(Data items)
|---|
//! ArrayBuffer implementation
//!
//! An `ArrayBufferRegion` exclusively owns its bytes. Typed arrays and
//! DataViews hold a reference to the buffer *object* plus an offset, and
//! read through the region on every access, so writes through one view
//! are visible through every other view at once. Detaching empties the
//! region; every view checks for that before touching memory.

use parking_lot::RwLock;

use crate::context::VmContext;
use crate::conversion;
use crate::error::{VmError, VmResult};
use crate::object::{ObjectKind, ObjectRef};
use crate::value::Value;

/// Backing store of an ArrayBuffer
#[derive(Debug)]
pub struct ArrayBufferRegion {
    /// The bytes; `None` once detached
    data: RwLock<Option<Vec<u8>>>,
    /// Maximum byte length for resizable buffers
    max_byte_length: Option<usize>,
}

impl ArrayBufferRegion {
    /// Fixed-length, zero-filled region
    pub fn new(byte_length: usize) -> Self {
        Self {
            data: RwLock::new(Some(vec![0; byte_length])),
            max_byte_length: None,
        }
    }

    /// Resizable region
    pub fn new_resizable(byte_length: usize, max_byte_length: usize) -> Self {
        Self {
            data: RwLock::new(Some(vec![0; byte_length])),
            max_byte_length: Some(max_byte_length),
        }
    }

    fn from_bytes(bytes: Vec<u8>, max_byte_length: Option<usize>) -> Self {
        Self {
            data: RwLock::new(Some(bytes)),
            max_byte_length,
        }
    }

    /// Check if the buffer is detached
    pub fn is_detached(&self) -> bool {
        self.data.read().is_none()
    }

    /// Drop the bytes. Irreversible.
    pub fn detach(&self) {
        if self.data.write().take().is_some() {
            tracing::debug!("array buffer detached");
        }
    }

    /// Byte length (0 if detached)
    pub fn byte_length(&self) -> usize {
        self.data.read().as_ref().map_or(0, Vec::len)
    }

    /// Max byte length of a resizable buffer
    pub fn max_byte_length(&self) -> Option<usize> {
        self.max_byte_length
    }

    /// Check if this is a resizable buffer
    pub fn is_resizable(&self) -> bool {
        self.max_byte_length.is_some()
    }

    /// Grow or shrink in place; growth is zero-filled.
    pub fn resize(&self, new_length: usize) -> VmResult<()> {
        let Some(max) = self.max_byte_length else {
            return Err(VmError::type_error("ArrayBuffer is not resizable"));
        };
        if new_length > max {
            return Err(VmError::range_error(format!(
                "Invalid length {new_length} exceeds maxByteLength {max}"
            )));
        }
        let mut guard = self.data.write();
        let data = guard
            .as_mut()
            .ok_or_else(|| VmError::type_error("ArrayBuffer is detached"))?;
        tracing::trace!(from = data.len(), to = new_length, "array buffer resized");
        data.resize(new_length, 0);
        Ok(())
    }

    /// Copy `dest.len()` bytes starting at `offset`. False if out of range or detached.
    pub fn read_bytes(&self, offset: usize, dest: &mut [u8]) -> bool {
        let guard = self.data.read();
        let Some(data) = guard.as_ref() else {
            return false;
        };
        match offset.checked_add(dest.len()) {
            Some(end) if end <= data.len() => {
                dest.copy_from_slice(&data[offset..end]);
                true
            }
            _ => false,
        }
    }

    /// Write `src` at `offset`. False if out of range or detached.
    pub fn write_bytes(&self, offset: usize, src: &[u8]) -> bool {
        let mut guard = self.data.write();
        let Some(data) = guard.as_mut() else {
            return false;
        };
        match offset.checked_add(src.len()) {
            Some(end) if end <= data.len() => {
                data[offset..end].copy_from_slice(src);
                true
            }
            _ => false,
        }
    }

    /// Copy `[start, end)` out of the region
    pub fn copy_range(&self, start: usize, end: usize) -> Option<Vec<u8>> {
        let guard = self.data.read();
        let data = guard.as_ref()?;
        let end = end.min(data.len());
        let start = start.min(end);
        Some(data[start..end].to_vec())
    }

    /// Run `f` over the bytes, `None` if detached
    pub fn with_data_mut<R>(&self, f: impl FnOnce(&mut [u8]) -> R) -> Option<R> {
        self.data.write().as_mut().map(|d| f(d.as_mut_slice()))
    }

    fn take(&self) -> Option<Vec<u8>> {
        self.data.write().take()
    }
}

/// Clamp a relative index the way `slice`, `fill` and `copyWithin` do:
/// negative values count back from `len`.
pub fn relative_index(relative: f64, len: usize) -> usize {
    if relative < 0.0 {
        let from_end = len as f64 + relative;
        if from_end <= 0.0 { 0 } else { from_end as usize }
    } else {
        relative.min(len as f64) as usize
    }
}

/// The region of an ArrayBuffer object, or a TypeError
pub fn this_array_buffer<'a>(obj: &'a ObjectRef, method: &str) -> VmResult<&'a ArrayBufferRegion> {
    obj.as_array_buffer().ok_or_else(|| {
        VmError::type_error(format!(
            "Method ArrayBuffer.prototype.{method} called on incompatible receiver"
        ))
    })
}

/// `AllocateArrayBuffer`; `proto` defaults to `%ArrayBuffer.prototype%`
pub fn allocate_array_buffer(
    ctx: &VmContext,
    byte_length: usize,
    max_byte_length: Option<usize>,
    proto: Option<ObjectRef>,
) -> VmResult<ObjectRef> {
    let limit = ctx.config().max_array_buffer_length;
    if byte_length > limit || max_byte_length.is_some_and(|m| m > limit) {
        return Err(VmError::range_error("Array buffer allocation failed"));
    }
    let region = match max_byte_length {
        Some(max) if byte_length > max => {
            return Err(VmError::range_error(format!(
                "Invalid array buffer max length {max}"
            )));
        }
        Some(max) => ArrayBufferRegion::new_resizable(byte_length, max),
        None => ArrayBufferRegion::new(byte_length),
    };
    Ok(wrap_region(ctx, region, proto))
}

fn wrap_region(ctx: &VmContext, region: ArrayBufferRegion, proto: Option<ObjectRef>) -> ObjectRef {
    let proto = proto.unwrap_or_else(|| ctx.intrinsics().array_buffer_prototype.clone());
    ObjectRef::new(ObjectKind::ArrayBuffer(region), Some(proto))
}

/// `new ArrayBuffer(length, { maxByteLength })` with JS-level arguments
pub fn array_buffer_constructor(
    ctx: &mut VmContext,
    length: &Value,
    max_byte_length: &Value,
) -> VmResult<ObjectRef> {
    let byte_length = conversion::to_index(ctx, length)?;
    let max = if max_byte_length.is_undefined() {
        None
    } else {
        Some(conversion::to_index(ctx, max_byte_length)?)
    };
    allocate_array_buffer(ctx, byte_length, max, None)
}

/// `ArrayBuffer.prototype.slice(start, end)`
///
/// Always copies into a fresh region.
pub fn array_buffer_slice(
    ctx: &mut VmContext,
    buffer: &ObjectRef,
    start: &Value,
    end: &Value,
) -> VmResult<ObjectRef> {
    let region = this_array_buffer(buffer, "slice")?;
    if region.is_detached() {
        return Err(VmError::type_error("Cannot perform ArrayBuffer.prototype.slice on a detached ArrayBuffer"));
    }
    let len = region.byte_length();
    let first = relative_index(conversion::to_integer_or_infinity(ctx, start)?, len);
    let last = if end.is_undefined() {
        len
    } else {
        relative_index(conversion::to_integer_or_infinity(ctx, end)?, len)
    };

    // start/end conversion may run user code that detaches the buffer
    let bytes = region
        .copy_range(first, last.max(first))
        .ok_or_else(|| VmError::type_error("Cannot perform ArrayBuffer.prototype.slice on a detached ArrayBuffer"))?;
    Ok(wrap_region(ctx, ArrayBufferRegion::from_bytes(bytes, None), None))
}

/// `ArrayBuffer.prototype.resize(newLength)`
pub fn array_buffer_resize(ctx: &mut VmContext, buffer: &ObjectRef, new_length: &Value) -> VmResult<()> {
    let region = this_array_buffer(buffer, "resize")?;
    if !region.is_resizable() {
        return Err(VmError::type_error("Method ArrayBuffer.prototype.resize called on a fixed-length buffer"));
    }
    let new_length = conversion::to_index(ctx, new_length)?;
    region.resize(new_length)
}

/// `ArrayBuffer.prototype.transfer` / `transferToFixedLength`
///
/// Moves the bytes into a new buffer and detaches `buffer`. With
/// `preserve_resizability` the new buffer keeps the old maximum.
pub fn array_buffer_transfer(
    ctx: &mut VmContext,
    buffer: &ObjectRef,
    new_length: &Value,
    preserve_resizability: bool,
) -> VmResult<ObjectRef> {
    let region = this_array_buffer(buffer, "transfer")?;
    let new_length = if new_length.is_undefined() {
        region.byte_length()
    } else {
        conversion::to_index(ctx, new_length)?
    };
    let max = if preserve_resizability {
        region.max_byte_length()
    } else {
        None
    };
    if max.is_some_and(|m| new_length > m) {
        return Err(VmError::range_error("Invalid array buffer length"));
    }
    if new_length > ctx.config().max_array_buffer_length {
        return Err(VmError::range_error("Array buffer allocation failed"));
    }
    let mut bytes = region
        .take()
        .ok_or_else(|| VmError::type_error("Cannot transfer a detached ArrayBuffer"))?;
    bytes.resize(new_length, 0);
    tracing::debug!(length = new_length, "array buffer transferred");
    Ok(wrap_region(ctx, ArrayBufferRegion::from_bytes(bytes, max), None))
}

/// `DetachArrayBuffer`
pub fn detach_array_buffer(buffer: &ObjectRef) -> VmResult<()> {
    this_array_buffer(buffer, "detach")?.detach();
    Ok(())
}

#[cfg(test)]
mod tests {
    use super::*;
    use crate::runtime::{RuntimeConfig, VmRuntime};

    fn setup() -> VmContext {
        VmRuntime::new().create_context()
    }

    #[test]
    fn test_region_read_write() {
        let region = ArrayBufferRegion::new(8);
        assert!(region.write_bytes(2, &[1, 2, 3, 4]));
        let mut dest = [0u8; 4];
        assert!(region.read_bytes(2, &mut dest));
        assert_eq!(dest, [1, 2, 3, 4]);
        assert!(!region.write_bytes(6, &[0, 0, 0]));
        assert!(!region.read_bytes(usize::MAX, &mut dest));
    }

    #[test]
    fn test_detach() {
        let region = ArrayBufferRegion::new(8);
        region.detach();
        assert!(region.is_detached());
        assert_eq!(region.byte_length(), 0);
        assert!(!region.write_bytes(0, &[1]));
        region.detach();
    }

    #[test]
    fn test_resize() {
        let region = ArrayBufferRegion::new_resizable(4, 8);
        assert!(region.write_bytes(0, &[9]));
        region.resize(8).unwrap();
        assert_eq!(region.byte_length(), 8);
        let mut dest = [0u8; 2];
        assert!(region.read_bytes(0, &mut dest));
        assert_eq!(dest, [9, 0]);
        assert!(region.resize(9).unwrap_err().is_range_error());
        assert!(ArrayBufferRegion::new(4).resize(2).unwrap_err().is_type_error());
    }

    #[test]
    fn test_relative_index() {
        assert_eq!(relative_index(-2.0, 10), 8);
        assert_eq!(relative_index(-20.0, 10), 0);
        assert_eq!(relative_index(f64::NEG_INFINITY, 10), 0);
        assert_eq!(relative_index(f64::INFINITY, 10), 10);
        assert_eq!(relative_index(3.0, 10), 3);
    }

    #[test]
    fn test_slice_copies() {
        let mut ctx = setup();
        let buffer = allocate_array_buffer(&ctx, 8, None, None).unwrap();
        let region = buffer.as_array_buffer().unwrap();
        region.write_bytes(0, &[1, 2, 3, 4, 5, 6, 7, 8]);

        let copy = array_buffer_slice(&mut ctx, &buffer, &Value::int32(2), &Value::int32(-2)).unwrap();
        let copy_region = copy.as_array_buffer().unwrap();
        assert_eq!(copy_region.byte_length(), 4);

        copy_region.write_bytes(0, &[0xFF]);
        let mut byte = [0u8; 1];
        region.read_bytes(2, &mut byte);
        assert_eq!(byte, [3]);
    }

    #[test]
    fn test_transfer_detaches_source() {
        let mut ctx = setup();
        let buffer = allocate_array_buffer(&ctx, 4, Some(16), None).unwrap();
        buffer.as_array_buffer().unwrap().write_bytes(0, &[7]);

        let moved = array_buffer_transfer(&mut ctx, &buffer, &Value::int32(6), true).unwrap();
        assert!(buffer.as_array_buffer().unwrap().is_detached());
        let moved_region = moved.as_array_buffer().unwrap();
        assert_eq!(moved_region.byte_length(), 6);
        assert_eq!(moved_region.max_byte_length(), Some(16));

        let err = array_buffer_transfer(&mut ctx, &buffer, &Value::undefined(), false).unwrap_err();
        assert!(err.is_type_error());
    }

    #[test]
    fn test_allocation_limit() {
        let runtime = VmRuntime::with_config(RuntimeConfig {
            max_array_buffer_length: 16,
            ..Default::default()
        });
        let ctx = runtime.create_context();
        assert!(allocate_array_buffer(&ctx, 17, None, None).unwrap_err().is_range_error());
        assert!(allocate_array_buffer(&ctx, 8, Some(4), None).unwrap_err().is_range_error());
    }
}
|---|
Task requirements: Pick each line holding the word "that" out of the data and copy it.

Reply to the task:
//! region; every view checks for that before touching memory.
    // start/end conversion may run user code that detaches the buffer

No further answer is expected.